Been a while getting back at the trailer. Here is what I have so far. I have included a mock up picture of what I want it to look like. Enjoy! Bye


----------



## Thomas

What type of dumping sysrem..electric,hyd,armstrong lift?

True diamond in the rough.


----------



## BelarusBulldog

Thomas said:


> What type of dumping sysrem..electric,hyd,armstrong lift?
> 
> True diamond in the rough.


Thanks Thomas, I plan on a hydraulic dumping system powered by the tractor hydraulic outlets. Lots of work still to do, but only at it every now and then.
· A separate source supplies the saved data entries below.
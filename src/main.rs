use std::path::PathBuf;
use std::sync::Arc;

use tokio::net::TcpListener;
use tokio::sync::Semaphore;
use tracing::info;

use tanseeq::tenant::TenantManager;
use tanseeq::wire;

#[tokio::main]
async fn main() -> Result<(), Box<dyn std::error::Error>> {
    tracing_subscriber::fmt::init();

    let metrics_port: Option<u16> = std::env::var("TANSEEQ_METRICS_PORT")
        .ok()
        .and_then(|s| s.parse().ok());
    tanseeq::observability::init(metrics_port);

    let port = std::env::var("TANSEEQ_PORT").unwrap_or_else(|_| "5433".into());
    let bind = std::env::var("TANSEEQ_BIND").unwrap_or_else(|_| "0.0.0.0".into());
    let data_dir = std::env::var("TANSEEQ_DATA_DIR").unwrap_or_else(|_| "./data".into());
    let password = std::env::var("TANSEEQ_PASSWORD").unwrap_or_else(|_| "tanseeq".into());
    let max_connections: usize = std::env::var("TANSEEQ_MAX_CONNECTIONS")
        .ok()
        .and_then(|s| s.parse().ok())
        .unwrap_or(256);
    let compact_threshold: u64 = std::env::var("TANSEEQ_COMPACT_THRESHOLD")
        .ok()
        .and_then(|s| s.parse().ok())
        .unwrap_or(1000);

    let tls_cert = std::env::var("TANSEEQ_TLS_CERT").ok();
    let tls_key = std::env::var("TANSEEQ_TLS_KEY").ok();
    let tls_acceptor = tanseeq::tls::load_tls_acceptor(tls_cert.as_deref(), tls_key.as_deref())?;

    // Ensure data directory exists
    std::fs::create_dir_all(&data_dir)?;

    let tenant_manager = Arc::new(TenantManager::new(PathBuf::from(&data_dir), compact_threshold));
    let semaphore = Arc::new(Semaphore::new(max_connections));

    let addr = format!("{bind}:{port}");
    let listener = TcpListener::bind(&addr).await?;
    info!("tanseeq listening on {addr}");
    info!("  data_dir: {data_dir}");
    info!("  max_connections: {max_connections}");
    info!("  tls: {}", if tls_acceptor.is_some() { "enabled" } else { "disabled" });
    info!("  metrics: {}", metrics_port.map_or("disabled".to_string(), |p| format!("http://0.0.0.0:{p}/metrics")));

    // Graceful shutdown: stop accepting on SIGTERM/ctrl-c, drain in-flight connections
    let shutdown = async {
        let ctrl_c = tokio::signal::ctrl_c();
        #[cfg(unix)]
        {
            let mut sigterm =
                tokio::signal::unix::signal(tokio::signal::unix::SignalKind::terminate())
                    .expect("failed to register SIGTERM handler");
            tokio::select! {
                _ = ctrl_c => {}
                _ = sigterm.recv() => {}
            }
        }
        #[cfg(not(unix))]
        {
            ctrl_c.await.ok();
        }
    };
    tokio::pin!(shutdown);

    loop {
        tokio::select! {
            result = listener.accept() => {
                let (socket, peer) = match result {
                    Ok(conn) => conn,
                    Err(e) => {
                        tracing::error!("accept error: {e}");
                        continue;
                    }
                };

                let permit = match semaphore.clone().try_acquire_owned() {
                    Ok(permit) => permit,
                    Err(_) => {
                        tracing::warn!("connection limit reached, rejecting {peer}");
                        metrics::counter!(tanseeq::observability::CONNECTIONS_REJECTED_TOTAL).increment(1);
                        drop(socket);
                        continue;
                    }
                };

                info!("connection from {peer}");
                metrics::counter!(tanseeq::observability::CONNECTIONS_TOTAL).increment(1);
                metrics::gauge!(tanseeq::observability::CONNECTIONS_ACTIVE).increment(1.0);
                let tm = tenant_manager.clone();
                let pw = password.clone();
                let tls = tls_acceptor.clone();

                tokio::spawn(async move {
                    let _permit = permit; // held until connection closes
                    if let Err(e) = wire::process_connection(socket, tm, pw, tls).await {
                        tracing::error!("connection error from {peer}: {e}");
                    }
                    metrics::gauge!(tanseeq::observability::CONNECTIONS_ACTIVE).decrement(1.0);
                });
            }
            _ = &mut shutdown => {
                info!("shutdown signal received, stopping accept loop");
                break;
            }
        }
    }

    // Wait for in-flight connections to finish (up to 10s)
    info!("draining connections...");
    let drain_deadline = tokio::time::sleep(std::time::Duration::from_secs(10));
    tokio::pin!(drain_deadline);

    loop {
        if semaphore.available_permits() == max_connections {
            info!("all connections drained");
            break;
        }
        tokio::select! {
            _ = &mut drain_deadline => {
                let remaining = max_connections - semaphore.available_permits();
                tracing::warn!("drain timeout, {remaining} connections still open");
                break;
            }
            _ = tokio::time::sleep(std::time::Duration::from_millis(100)) => {}
        }
    }

    info!("tanseeq stopped");
    Ok(())
}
Working for a living, sure gets in the way of projects. LOL Bye


----------



## Thomas

Do you plan on crank down stand/foot near the hitch somewhere,so tou can also load the trailer?


----------



## jmsrbrt

BelarusBulldog said:


> Been a while getting back at the trailer. Here is what I have so far. I have included a mock up picture of what I want it to look like. Enjoy! Bye


My thoughts would be to build the platform just slightly behind the center of your axle/dump rod, and a catch on the tongue. Release the catch and let gravity dump your load. Thoughts? Bob.


----------



## BelarusBulldog

Thomas said:


> Do you plan on crank down stand/foot near the hitch somewhere,so tou can also load the trailer?


Thomas, I have an idea for the jack stand that I think you will like. Not going to be the typical crank jack cause it will have to be sturdy enough to take some side movement while being loaded. Bye


----------



## BelarusBulldog

jmsrbrt said:


> My thoughts would be to build the platform just slightly behind the center of your axle/dump rod, and a catch on the tongue. Release the catch and let gravity dump your load. Thoughts? Bob.
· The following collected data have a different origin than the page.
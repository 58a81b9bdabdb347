use chrono::{NaiveDate, NaiveTime, Timelike};
use sqlparser::ast::{
    self, Expr, ObjectNamePart, SetExpr, Statement, TableFactor, TableObject, Value, ValueWithSpan,
};
use sqlparser::dialect::PostgreSqlDialect;
use sqlparser::parser::Parser;
use ulid::Ulid;

use crate::catalog;
use crate::model::*;

/// Parsed command from SQL input. The virtual tables (`calendar`,
/// `conflicts`, `conflict_check`, `timeline`, `recommendations`,
/// `optimization`) are read-side projections over the one real table,
/// `bookings`.
#[derive(Debug, PartialEq)]
pub enum Command {
    InsertBooking {
        request: BookingRequest,
    },
    SelectBookings {
        project_id: String,
    },
    SelectCalendar {
        project_id: String,
    },
    SelectConflictCheck {
        project_id: String,
        scheduled_date: NaiveDate,
        start_minute: Minutes,
        duration_min: Minutes,
    },
    SelectConflicts {
        project_id: String,
    },
    SelectTimeline {
        project_id: String,
    },
    SelectRecommendations {
        project_id: String,
    },
    SelectOptimization {
        project_id: String,
    },
    UpdateStatus {
        id: Ulid,
        status: BookingStatus,
        notes: Option<String>,
        actual_cost: Option<f64>,
    },
    CancelBooking {
        id: Ulid,
        reason: String,
    },
    AddReview {
        id: Ulid,
        rating: u8,
        review: String,
    },
    Listen {
        channel: String,
    },
}

pub fn parse_sql(sql: &str) -> Result<Command, SqlError> {
    let trimmed = sql.trim();
    if trimmed.to_uppercase().starts_with("LISTEN ") {
        let channel = trimmed[7..].trim().trim_matches(';').to_string();
        return Ok(Command::Listen { channel });
    }

    let dialect = PostgreSqlDialect {};
    let stmts = Parser::parse_sql(&dialect, sql).map_err(|e| SqlError::Parse(e.to_string()))?;
    if stmts.is_empty() {
        return Err(SqlError::Empty);
    }

    match &stmts[0] {
        Statement::Insert(insert) => parse_insert(insert),
        Statement::Update {
            table,
            assignments,
            selection,
            ..
        } => parse_update(table, assignments, selection),
        Statement::Query(query) => parse_select(query),
        other => Err(SqlError::Unsupported(format!("{other}"))),
    }
}

// ── INSERT ────────────────────────────────────────────────────

fn parse_insert(insert: &ast::Insert) -> Result<Command, SqlError> {
    let table = insert_table_name(insert)?;
    if table != "bookings" {
        return Err(SqlError::UnknownTable(table));
    }
    if insert.columns.is_empty() {
        return Err(SqlError::Parse(
            "INSERT INTO bookings requires a column list".into(),
        ));
    }
    let values = extract_insert_values(insert)?;
    if values.len() != insert.columns.len() {
        return Err(SqlError::Parse(format!(
            "bookings: {} columns but {} values",
            insert.columns.len(),
            values.len()
        )));
    }

    let mut id = None;
    let mut project_id = None;
    let mut service = None;
    let mut provider_id = None;
    let mut provider_name = None;
    let mut scheduled_date = None;
    let mut start_minute = None;
    let mut duration_min = None;
    let mut location = None;
    let mut instructions = None;
    let mut details = None;
    let mut estimated_cost = None;

    for (col, expr) in insert.columns.iter().zip(values.iter()) {
        match col.value.to_lowercase().as_str() {
            "id" => id = parse_ulid_or_null(expr)?,
            "project_id" => project_id = Some(parse_string(expr)?),
            "service_type" => service = Some(parse_service_type(expr)?),
            "provider_id" => provider_id = Some(parse_string(expr)?),
            "provider_name" => provider_name = Some(parse_string(expr)?),
            "scheduled_date" => scheduled_date = Some(parse_date(expr)?),
            "start_time" => start_minute = Some(parse_time_minutes(expr)?),
            "duration_hours" => duration_min = parse_duration_min_or_null(expr)?,
            "location" => location = Some(parse_string(expr)?),
            "instructions" => instructions = parse_string_or_null(expr)?,
            "details" => details = parse_json_or_null(expr)?,
            "estimated_cost" => estimated_cost = Some(parse_f64(expr)?),
            other => return Err(SqlError::UnknownColumn(other.to_string())),
        }
    }

    let request = BookingRequest {
        id,
        project_id: project_id.ok_or(SqlError::MissingColumn("project_id"))?,
        service: service.ok_or(SqlError::MissingColumn("service_type"))?,
        provider_id: provider_id.ok_or(SqlError::MissingColumn("provider_id"))?,
        provider_name: provider_name.ok_or(SqlError::MissingColumn("provider_name"))?,
        scheduled_date: scheduled_date.ok_or(SqlError::MissingColumn("scheduled_date"))?,
        start_minute: start_minute.ok_or(SqlError::MissingColumn("start_time"))?,
        duration_min,
        location: location.ok_or(SqlError::MissingColumn("location"))?,
        instructions,
        details,
        estimated_cost: estimated_cost.ok_or(SqlError::MissingColumn("estimated_cost"))?,
    };
    Ok(Command::InsertBooking { request })
}

// ── UPDATE ────────────────────────────────────────────────────

fn parse_update(
    table: &ast::TableWithJoins,
    assignments: &[ast::Assignment],
    selection: &Option<Expr>,
) -> Result<Command, SqlError> {
    let table = table_factor_name(&table.relation)?;
    if table != "bookings" {
        return Err(SqlError::UnknownTable(table));
    }
    let id = extract_where_id(selection)?;

    let mut status = None;
    let mut notes = None;
    let mut actual_cost = None;
    let mut rating = None;
    let mut review = None;

    for assignment in assignments {
        let col = assignment_column(assignment)
            .ok_or_else(|| SqlError::Parse("unsupported assignment target".into()))?;
        match col.as_str() {
            "status" => status = Some(parse_status(&assignment.value)?),
            "notes" => notes = parse_string_or_null(&assignment.value)?,
            "actual_cost" => actual_cost = parse_f64_or_null(&assignment.value)?,
            "rating" => rating = Some(parse_u8(&assignment.value)?),
            "review" => review = parse_string_or_null(&assignment.value)?,
            other => return Err(SqlError::UnknownColumn(other.to_string())),
        }
    }

    if let Some(rating) = rating {
        let review = review.ok_or(SqlError::MissingColumn("review"))?;
        return Ok(Command::AddReview { id, rating, review });
    }
    match status {
        Some(BookingStatus::Cancelled) => Ok(Command::CancelBooking {
            id,
            reason: notes.unwrap_or_default(),
        }),
        Some(status) => Ok(Command::UpdateStatus {
            id,
            status,
            notes,
            actual_cost,
        }),
        None => Err(SqlError::Unsupported(
            "UPDATE bookings must set status or rating/review".into(),
        )),
    }
}

fn assignment_column(assignment: &ast::Assignment) -> Option<String> {
    match &assignment.target {
        ast::AssignmentTarget::ColumnName(name) => object_name_last(name),
        _ => None,
    }
}

// ── SELECT ────────────────────────────────────────────────────

fn parse_select(query: &ast::Query) -> Result<Command, SqlError> {
    let select = match query.body.as_ref() {
        SetExpr::Select(s) => s,
        _ => return Err(SqlError::Unsupported("non-SELECT query".into())),
    };

    if select.from.is_empty() {
        return Err(SqlError::Parse("SELECT without FROM".into()));
    }
    let table = table_factor_name(&select.from[0].relation)?;

    let mut filters = SelectFilters::default();
    if let Some(selection) = &select.selection {
        extract_filters(selection, &mut filters)?;
    }
    let project_id = filters
        .project_id
        .clone()
        .ok_or(SqlError::MissingFilter("project_id"))?;

    match table.as_str() {
        "bookings" => Ok(Command::SelectBookings { project_id }),
        "calendar" => Ok(Command::SelectCalendar { project_id }),
        "conflicts" => Ok(Command::SelectConflicts { project_id }),
        "timeline" => Ok(Command::SelectTimeline { project_id }),
        "recommendations" => Ok(Command::SelectRecommendations { project_id }),
        "optimization" => Ok(Command::SelectOptimization { project_id }),
        "conflict_check" => {
            // Duration falls back to the candidate's service-type default,
            // the same rule creation applies.
            let duration_min = match (filters.duration_min, filters.service) {
                (Some(d), _) => d,
                (None, Some(service)) => catalog::profile(service).default_duration_min,
                (None, None) => return Err(SqlError::MissingFilter("duration_hours")),
            };
            Ok(Command::SelectConflictCheck {
                project_id,
                scheduled_date: filters
                    .scheduled_date
                    .ok_or(SqlError::MissingFilter("scheduled_date"))?,
                start_minute: filters
                    .start_minute
                    .ok_or(SqlError::MissingFilter("start_time"))?,
                duration_min,
            })
        }
        _ => Err(SqlError::UnknownTable(table)),
    }
}

#[derive(Default)]
struct SelectFilters {
    project_id: Option<String>,
    scheduled_date: Option<NaiveDate>,
    start_minute: Option<Minutes>,
    duration_min: Option<Minutes>,
    service: Option<ServiceType>,
}

fn extract_filters(expr: &Expr, filters: &mut SelectFilters) -> Result<(), SqlError> {
    if let Expr::BinaryOp { left, op, right } = expr {
        match op {
            ast::BinaryOperator::And => {
                extract_filters(left, filters)?;
                extract_filters(right, filters)?;
            }
            ast::BinaryOperator::Eq => match expr_column_name(left).as_deref() {
                Some("project_id") => filters.project_id = Some(parse_string(right)?),
                Some("scheduled_date") => filters.scheduled_date = Some(parse_date(right)?),
                Some("start_time") => filters.start_minute = Some(parse_time_minutes(right)?),
                Some("duration_hours") => {
                    filters.duration_min = parse_duration_min_or_null(right)?
                }
                Some("service_type") => filters.service = Some(parse_service_type(right)?),
                _ => {}
            },
            _ => {}
        }
    }
    Ok(())
}

// ── Helpers ───────────────────────────────────────────────────

fn object_name_last(name: &ast::ObjectName) -> Option<String> {
    name.0.last().and_then(|part| match part {
        ObjectNamePart::Identifier(ident) => Some(ident.value.to_lowercase()),
        _ => None,
    })
}

fn insert_table_name(insert: &ast::Insert) -> Result<String, SqlError> {
    match &insert.table {
        TableObject::TableName(name) => {
            object_name_last(name).ok_or_else(|| SqlError::Parse("empty table name".into()))
        }
        _ => Err(SqlError::Parse("unsupported table object in INSERT".into())),
    }
}

fn table_factor_name(tf: &TableFactor) -> Result<String, SqlError> {
    match tf {
        TableFactor::Table { name, .. } => {
            object_name_last(name).ok_or_else(|| SqlError::Parse("empty table name".into()))
        }
        _ => Err(SqlError::Parse("complex table expression".into())),
    }
}

fn extract_insert_values(insert: &ast::Insert) -> Result<Vec<Expr>, SqlError> {
    let body = insert
        .source
        .as_ref()
        .ok_or(SqlError::Parse("no VALUES".into()))?;
    match body.body.as_ref() {
        SetExpr::Values(values) => {
            if values.rows.len() != 1 {
                return Err(SqlError::Parse("expected exactly one VALUES row".into()));
            }
            Ok(values.rows[0].clone())
        }
        _ => Err(SqlError::Parse("expected VALUES".into())),
    }
}

fn extract_where_id(selection: &Option<Expr>) -> Result<Ulid, SqlError> {
    let sel = selection.as_ref().ok_or(SqlError::MissingFilter("id"))?;
    match sel {
        Expr::BinaryOp {
            left,
            op: ast::BinaryOperator::Eq,
            right,
        } => {
            if expr_column_name(left).as_deref() == Some("id") {
                parse_ulid(right)
            } else {
                Err(SqlError::MissingFilter("id"))
            }
        }
        _ => Err(SqlError::MissingFilter("id")),
    }
}

fn expr_column_name(expr: &Expr) -> Option<String> {
    match expr {
        Expr::Identifier(ident) => Some(ident.value.to_lowercase()),
        Expr::CompoundIdentifier(parts) => parts.last().map(|i| i.value.to_lowercase()),
        _ => None,
    }
}

fn extract_value(expr: &Expr) -> Option<&Value> {
    match expr {
        Expr::Value(ValueWithSpan { value, .. }) => Some(value),
        _ => None,
    }
}

fn parse_string(expr: &Expr) -> Result<String, SqlError> {
    if let Some(value) = extract_value(expr) {
        match value {
            Value::SingleQuotedString(s) => Ok(s.clone()),
            _ => Err(SqlError::Parse(format!("expected string, got {value:?}"))),
        }
    } else {
        Err(SqlError::Parse(format!("expected value, got {expr:?}")))
    }
}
Hi Bob, A couple of problems with that design trailer. 1/ With so much over hang on the dump bed, I wouldn't get the required angle to off load if the soil was wet or clammy. 2/ There is going to be close to two ton of weight on this trailer, and so with travel movement, would cause a great deal of force on such a catch mechanism. Also, it would mean having to get off the tractor and hauling back down the dump again. Bye


----------



## farmertim

Hey BB, I really like the swivel idea, I could use that, now where am i going to get a couple of cheap stub axles and wheels from?????

Cheers


----------



## BelarusBulldog

Thomas said:


> Do you plan on crank down stand/foot near the hitch somewhere,so tou can also load the trailer?
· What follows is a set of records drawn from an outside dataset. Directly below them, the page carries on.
use std::net::SocketAddr;

use crate::sql::Command;

// ── RED metrics (request-driven) ────────────────────────────────

/// Counter: total queries executed. Labels: command.
pub const QUERIES_TOTAL: &str = "tanseeq_queries_total";

/// Histogram: query latency in seconds. Labels: command.
pub const QUERY_DURATION_SECONDS: &str = "tanseeq_query_duration_seconds";

/// Counter: booking creations rejected by the conflict check.
pub const BOOKING_CONFLICTS_TOTAL: &str = "tanseeq_booking_conflicts_total";

// ── USE metrics (resource utilization) ──────────────────────────

/// Gauge: active TCP connections.
pub const CONNECTIONS_ACTIVE: &str = "tanseeq_connections_active";

/// Counter: total connections accepted.
pub const CONNECTIONS_TOTAL: &str = "tanseeq_connections_total";

/// Counter: connections rejected due to limit.
pub const CONNECTIONS_REJECTED_TOTAL: &str = "tanseeq_connections_rejected_total";

/// Gauge: number of active tenants (loaded engines).
pub const TENANTS_ACTIVE: &str = "tanseeq_tenants_active";

/// Histogram: WAL group-commit flush duration in seconds.
pub const WAL_FLUSH_DURATION_SECONDS: &str = "tanseeq_wal_flush_duration_seconds";

/// Histogram: WAL group-commit batch size (events per flush).
pub const WAL_FLUSH_BATCH_SIZE: &str = "tanseeq_wal_flush_batch_size";

/// Install Prometheus metrics exporter on the given port. No-op if port is None.
pub fn init(port: Option<u16>) {
    let Some(port) = port else { return };
    let addr: SocketAddr = ([0, 0, 0, 0], port).into();
    metrics_exporter_prometheus::PrometheusBuilder::new()
        .with_http_listener(addr)
        .install()
        .expect("failed to install Prometheus metrics exporter");
    tracing::info!("metrics endpoint: http://0.0.0.0:{port}/metrics");
}

/// Map a Command variant to a short label for metrics.
pub fn command_label(cmd: &Command) -> &'static str {
    match cmd {
        Command::InsertBooking { .. } => "insert_booking",
        Command::SelectBookings { .. } => "select_bookings",
        Command::SelectCalendar { .. } => "select_calendar",
        Command::SelectConflictCheck { .. } => "select_conflict_check",
        Command::SelectConflicts { .. } => "select_conflicts",
        Command::SelectTimeline { .. } => "select_timeline",
        Command::SelectRecommendations { .. } => "select_recommendations",
        Command::SelectOptimization { .. } => "select_optimization",
        Command::UpdateStatus { .. } => "update_status",
        Command::CancelBooking { .. } => "cancel_booking",
        Command::AddReview { .. } => "add_review",
        Command::Listen { .. } => "listen",
    }
}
Here is what I have in mind for my trailer jack leg. Enjoy! Bye


----------



## BelarusBulldog

farmertim said:


> Hey BB, I really like the swivel idea, I could use that, now where am i going to get a couple of cheap stub axles and wheels from?????
> 
> Cheers


Thanks farmertim, glad you liked it. By the way, I really like your tractor. I think sometimes that the older equipment was built better and to last! Bye


----------



## Thomas

I like the plan.


----------



## BelarusBulldog

Today I made the swivel tow ring for the trailer. I used a 1-1/4" bolt with two nuts and a 1/4" wall pipe joiner to make the swivel pin. Also use an old shackle that I had for the ring. Drilled a 1/8" hole for a split pin so the bolt couldn't back off. I used 7018 rods to weld the hitch in place. I made the hitch to swivel in case the dump trailer was to tip over on it's side. This way, it wouldn't take the tractor with it. A very good friend of mine gave me a pintle hitch for the tractor, and also, four tires and rims from a small Kubota tractor! ( Thank you Paul, I foresee another project in the future. LOL ) I had to cut the plate that the hitch was mounted to, in order to fit the tractor. This is just temporary, as I will be using a flat bar to use the tractors' own tow bar receiver. Also bought the diverter valve to split the hydraulic flow between the two cylinders. Still lots to do, but slow and easy wins the race. Bye


----------



## BelarusBulldog

So today I did a little more to the trailer. I bought a new 3" cylinder with a 24" stroke and installed it and the diverter valve to the trailer. Installed a brace between the two cross members for extra strength. I also got a piece of 2" flat bar and welded it to the pintle hitch for fast removal. I had it bolted to the tractor hitch frame before. It's taking longer to build with used steel because I'm having to clean up the old material first! But the price was RIGHT. LOL  Here are some pictures from today, enjoy! Bye


----------



## Thomas

About what would the push psi at start w/trailer loaded?

Looking good.


----------



## BelarusBulldog

Thomas said:


> About what would the push psi at start w/trailer loaded?
> 
> Looking good.


Thanks Thomas. If I did the calculations right, there should be about 16409.47 lbs of push or about 8.2 tons. I don't know if this is at the start of the stroke or not. I only plan on hauling about two ton at a time, so something should move! LOL Bye


----------



## rcowartbuilds

Good looking project, looks like it is coming together. You have given me an idea for an old trailer I have that use to have a nurse tank on it. I think with a few modifications and a good strong cylinder, I can turn it into a small dump cart.


----------



## BelarusBulldog

rcowartbuilds said:


> Good looking project, looks like it is coming together. You have given me an idea for an old trailer I have that use to have a nurse tank on it. I think with a few modifications and a good strong cylinder, I can turn it into a small dump cart.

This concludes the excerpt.